(Records from a collection)
= Beginning of Section =

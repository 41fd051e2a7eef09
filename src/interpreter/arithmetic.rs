//! Arithmetic evaluation over the environment.
//!
//! Signed 64-bit with two's-complement wrapping. Bare identifiers read
//! the environment; a scalar value that is itself an expression is
//! evaluated recursively (depth-limited). Assignments and `++`/`--`
//! write back through the environment.

use crate::ast::types::{
    ArithBinaryOp, ArithExpr, ArithExprNode, ArithLvalue, ArithUnaryOp,
};
use crate::environment::value::Value;
use crate::interpreter::errors::ExecError;
use crate::interpreter::interpreter::Interpreter;
use crate::parser::arithmetic_parser::{number_from_str, parse_arith};

const MAX_RECURSION: u32 = 128;

impl Interpreter {
    pub fn eval_arith(&mut self, node: &ArithExprNode) -> Result<i64, ExecError> {
        self.eval_arith_expr(&node.expr, 0)
    }

    fn eval_arith_expr(&mut self, expr: &ArithExpr, depth: u32) -> Result<i64, ExecError> {
        if depth > MAX_RECURSION {
            return Err(ExecError::Arith("expression recursion level exceeded".into()));
        }
        match expr {
            ArithExpr::Number(n) => Ok(*n),
            ArithExpr::Var(lv) => self.arith_read(lv, depth),
            ArithExpr::Unary { op, operand } => {
                let v = self.eval_arith_expr(operand, depth + 1)?;
                Ok(match op {
                    ArithUnaryOp::Neg => v.wrapping_neg(),
                    ArithUnaryOp::Pos => v,
                    ArithUnaryOp::Not => (v == 0) as i64,
                    ArithUnaryOp::BitNot => !v,
                })
            }
            ArithExpr::IncDec { inc, prefix, target } => {
                let old = self.arith_read(target, depth)?;
                let new = if *inc { old.wrapping_add(1) } else { old.wrapping_sub(1) };
                self.arith_write(target, new)?;
                Ok(if *prefix { new } else { old })
            }
            ArithExpr::Binary { op, left, right } => match op {
                ArithBinaryOp::LogAnd => {
                    let l = self.eval_arith_expr(left, depth + 1)?;
                    if l == 0 {
                        return Ok(0);
                    }
                    Ok((self.eval_arith_expr(right, depth + 1)? != 0) as i64)
                }
                ArithBinaryOp::LogOr => {
                    let l = self.eval_arith_expr(left, depth + 1)?;
                    if l != 0 {
                        return Ok(1);
                    }
                    Ok((self.eval_arith_expr(right, depth + 1)? != 0) as i64)
                }
                ArithBinaryOp::Comma => {
                    self.eval_arith_expr(left, depth + 1)?;
                    self.eval_arith_expr(right, depth + 1)
                }
                _ => {
                    let l = self.eval_arith_expr(left, depth + 1)?;
                    let r = self.eval_arith_expr(right, depth + 1)?;
                    apply_binary(*op, l, r)
                }
            },
            ArithExpr::Ternary { cond, then, otherwise } => {
                if self.eval_arith_expr(cond, depth + 1)? != 0 {
                    self.eval_arith_expr(then, depth + 1)
                } else {
                    self.eval_arith_expr(otherwise, depth + 1)
                }
            }
            ArithExpr::Assign { op, target, value } => {
                let rhs = self.eval_arith_expr(value, depth + 1)?;
                let new = match op {
                    None => rhs,
                    Some(binop) => {
                        let old = self.arith_read(target, depth)?;
                        apply_binary(*binop, old, rhs)?
                    }
                };
                self.arith_write(target, new)?;
                Ok(new)
            }
            ArithExpr::CmdSubst(script) => {
                let output = self.command_substitute(script)?;
                let trimmed = output.trim();
                if trimmed.is_empty() {
                    return Ok(0);
                }
                number_from_str(trimmed)
                    .ok_or_else(|| ExecError::Arith(format!("invalid number: {}", trimmed)))
            }
        }
    }

    fn arith_read(&mut self, lv: &ArithLvalue, depth: u32) -> Result<i64, ExecError> {
        let text = match (&lv.subscript, &lv.key) {
            (None, None) => match self.env.value_of(&lv.name) {
                Some(v) => v.to_scalar(),
                None => {
                    if self.env.options.nounset {
                        return Err(ExecError::Unbound(lv.name.clone()));
                    }
                    return Ok(0);
                }
            },
            _ => self.arith_element(lv, depth)?,
        };
        let trimmed = text.trim();
        if trimmed.is_empty() {
            return Ok(0);
        }
        if let Some(n) = number_from_str(trimmed) {
            return Ok(n);
        }
        // A scalar holding an expression evaluates recursively.
        let node = parse_arith(trimmed, 0).map_err(|e| ExecError::Arith(e.message))?;
        self.eval_arith_expr(&node.expr, depth + 1)
    }

    fn arith_element(&mut self, lv: &ArithLvalue, depth: u32) -> Result<String, ExecError> {
        match self.env.value_of(&lv.name) {
            Some(Value::Assoc(map)) => {
                let key = match &lv.key {
                    Some(raw) => self.expand_subscript_key(raw)?,
                    None => String::new(),
                };
                Ok(map.get(&key).cloned().unwrap_or_default())
            }
            Some(Value::Indexed(map)) => {
                let mut idx = match &lv.subscript {
                    Some(e) => self.eval_arith_expr(e, depth + 1)?,
                    None => 0,
                };
                if idx < 0 {
                    idx += map.keys().next_back().copied().unwrap_or(-1) + 1;
                }
                Ok(map.get(&idx).cloned().unwrap_or_default())
            }
            Some(Value::Scalar(s)) => {
                let idx = match &lv.subscript {
                    Some(e) => self.eval_arith_expr(e, depth + 1)?,
                    None => 0,
                };
                Ok(if idx == 0 { s } else { String::new() })
            }
            None => Ok(String::new()),
        }
    }

    fn arith_write(&mut self, lv: &ArithLvalue, value: i64) -> Result<(), ExecError> {
        let text = value.to_string();
        match (&lv.subscript, &lv.key) {
            (None, None) => {
                self.env.set_scalar(&lv.name, text)?;
            }
            _ => {
                let is_assoc = matches!(self.env.value_of(&lv.name), Some(Value::Assoc(_)));
                if is_assoc {
                    let key = match &lv.key {
                        Some(raw) => self.expand_subscript_key(raw)?,
                        None => String::new(),
                    };
                    self.env.set_element(&lv.name, &key, 0, &text)?;
                } else {
                    let idx = match &lv.subscript {
                        Some(e) => self.eval_arith_expr(e, 0)?,
                        None => 0,
                    };
                    self.env.set_element(&lv.name, "", idx, &text)?;
                }
            }
        }
        Ok(())
    }
}

fn apply_binary(op: ArithBinaryOp, l: i64, r: i64) -> Result<i64, ExecError> {
    Ok(match op {
        ArithBinaryOp::Add => l.wrapping_add(r),
        ArithBinaryOp::Sub => l.wrapping_sub(r),
        ArithBinaryOp::Mul => l.wrapping_mul(r),
        ArithBinaryOp::Div => {
            if r == 0 {
                return Err(ExecError::Arith("division by 0".into()));
            }
            l.wrapping_div(r)
        }
        ArithBinaryOp::Mod => {
            if r == 0 {
                return Err(ExecError::Arith("division by 0".into()));
            }
            l.wrapping_rem(r)
        }
        ArithBinaryOp::Pow => {
            if r < 0 {
                return Err(ExecError::Arith("exponent less than 0".into()));
            }
            let mut result: i64 = 1;
            let mut base = l;
            let mut exp = r as u64;
            while exp > 0 {
                if exp & 1 == 1 {
                    result = result.wrapping_mul(base);
                }
                base = base.wrapping_mul(base);
                exp >>= 1;
            }
            result
        }
        ArithBinaryOp::Shl => l.wrapping_shl(r as u32),
        ArithBinaryOp::Shr => l.wrapping_shr(r as u32),
        ArithBinaryOp::Lt => (l < r) as i64,
        ArithBinaryOp::Le => (l <= r) as i64,
        ArithBinaryOp::Gt => (l > r) as i64,
        ArithBinaryOp::Ge => (l >= r) as i64,
        ArithBinaryOp::Eq => (l == r) as i64,
        ArithBinaryOp::Ne => (l != r) as i64,
        ArithBinaryOp::BitAnd => l & r,
        ArithBinaryOp::BitXor => l ^ r,
        ArithBinaryOp::BitOr => l | r,
        ArithBinaryOp::LogAnd | ArithBinaryOp::LogOr | ArithBinaryOp::Comma => unreachable!(),
    })
}

#[cfg(test)]
mod tests {
    use super::*;

    fn eval(interp: &mut Interpreter, s: &str) -> i64 {
        let node = parse_arith(s, 1).unwrap();
        interp.eval_arith(&node).unwrap()
    }

    #[test]
    fn test_basic_arithmetic() {
        let mut i = Interpreter::new();
        assert_eq!(eval(&mut i, "1 + 2 * 3"), 7);
        assert_eq!(eval(&mut i, "(1 + 2) * 3"), 9);
        assert_eq!(eval(&mut i, "7 % 3"), 1);
        assert_eq!(eval(&mut i, "2 ** 10"), 1024);
        assert_eq!(eval(&mut i, "1 << 4"), 16);
        assert_eq!(eval(&mut i, "5 > 3 && 2 < 4"), 1);
        assert_eq!(eval(&mut i, "!5"), 0);
        assert_eq!(eval(&mut i, "~0"), -1);
    }

    #[test]
    fn test_wrapping_overflow() {
        let mut i = Interpreter::new();
        // 2^62 + 2^62 wraps to i64::MIN.
        assert_eq!(eval(&mut i, "2**62 + 2**62"), i64::MIN);
    }

    #[test]
    fn test_variables_and_assignment() {
        let mut i = Interpreter::new();
        i.env.set_scalar("x", "5").unwrap();
        assert_eq!(eval(&mut i, "x * 3"), 15);
        assert_eq!(eval(&mut i, "x *= 3"), 15);
        assert_eq!(i.env.get_scalar("x").as_deref(), Some("15"));
        assert_eq!(eval(&mut i, "y = x + 1"), 16);
        assert_eq!(i.env.get_scalar("y").as_deref(), Some("16"));
    }

    #[test]
    fn test_unset_is_zero() {
        let mut i = Interpreter::new();
        assert_eq!(eval(&mut i, "unsetvar + 1"), 1);
    }

    #[test]
    fn test_recursive_value() {
        let mut i = Interpreter::new();
        i.env.set_scalar("e", "1+2").unwrap();
        assert_eq!(eval(&mut i, "e * 2"), 6);
    }

    #[test]
    fn test_inc_dec() {
        let mut i = Interpreter::new();
        i.env.set_scalar("n", "5").unwrap();
        assert_eq!(eval(&mut i, "n++"), 5);
        assert_eq!(i.env.get_scalar("n").as_deref(), Some("6"));
        assert_eq!(eval(&mut i, "++n"), 7);
        assert_eq!(eval(&mut i, "--n, n"), 6);
    }

    #[test]
    fn test_ternary_lazy() {
        let mut i = Interpreter::new();
        // The false branch would divide by zero if evaluated.
        assert_eq!(eval(&mut i, "1 ? 5 : 1/0"), 5);
    }

    #[test]
    fn test_division_by_zero() {
        let mut i = Interpreter::new();
        let node = parse_arith("1/0", 1).unwrap();
        assert!(matches!(i.eval_arith(&node), Err(ExecError::Arith(_))));
    }

    #[test]
    fn test_array_elements() {
        let mut i = Interpreter::new();
        i.env
            .set_value(
                "a",
                Value::indexed_from(vec!["10".into(), "20".into(), "30".into()]),
                crate::environment::SetScope::Normal,
            )
            .unwrap();
        assert_eq!(eval(&mut i, "a[1] + a[2]"), 50);
        assert_eq!(eval(&mut i, "a[-1]"), 30);
        assert_eq!(eval(&mut i, "a[0]++"), 10);
        assert_eq!(eval(&mut i, "a[0]"), 11);
    }
}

= End of Section =

**What to work on:** Search the entries for the string "cond" and collect each line that has it.

**Finished exercise:**
            ArithExpr::Ternary { cond, then, otherwise } => {
                if self.eval_arith_expr(cond, depth + 1)? != 0 {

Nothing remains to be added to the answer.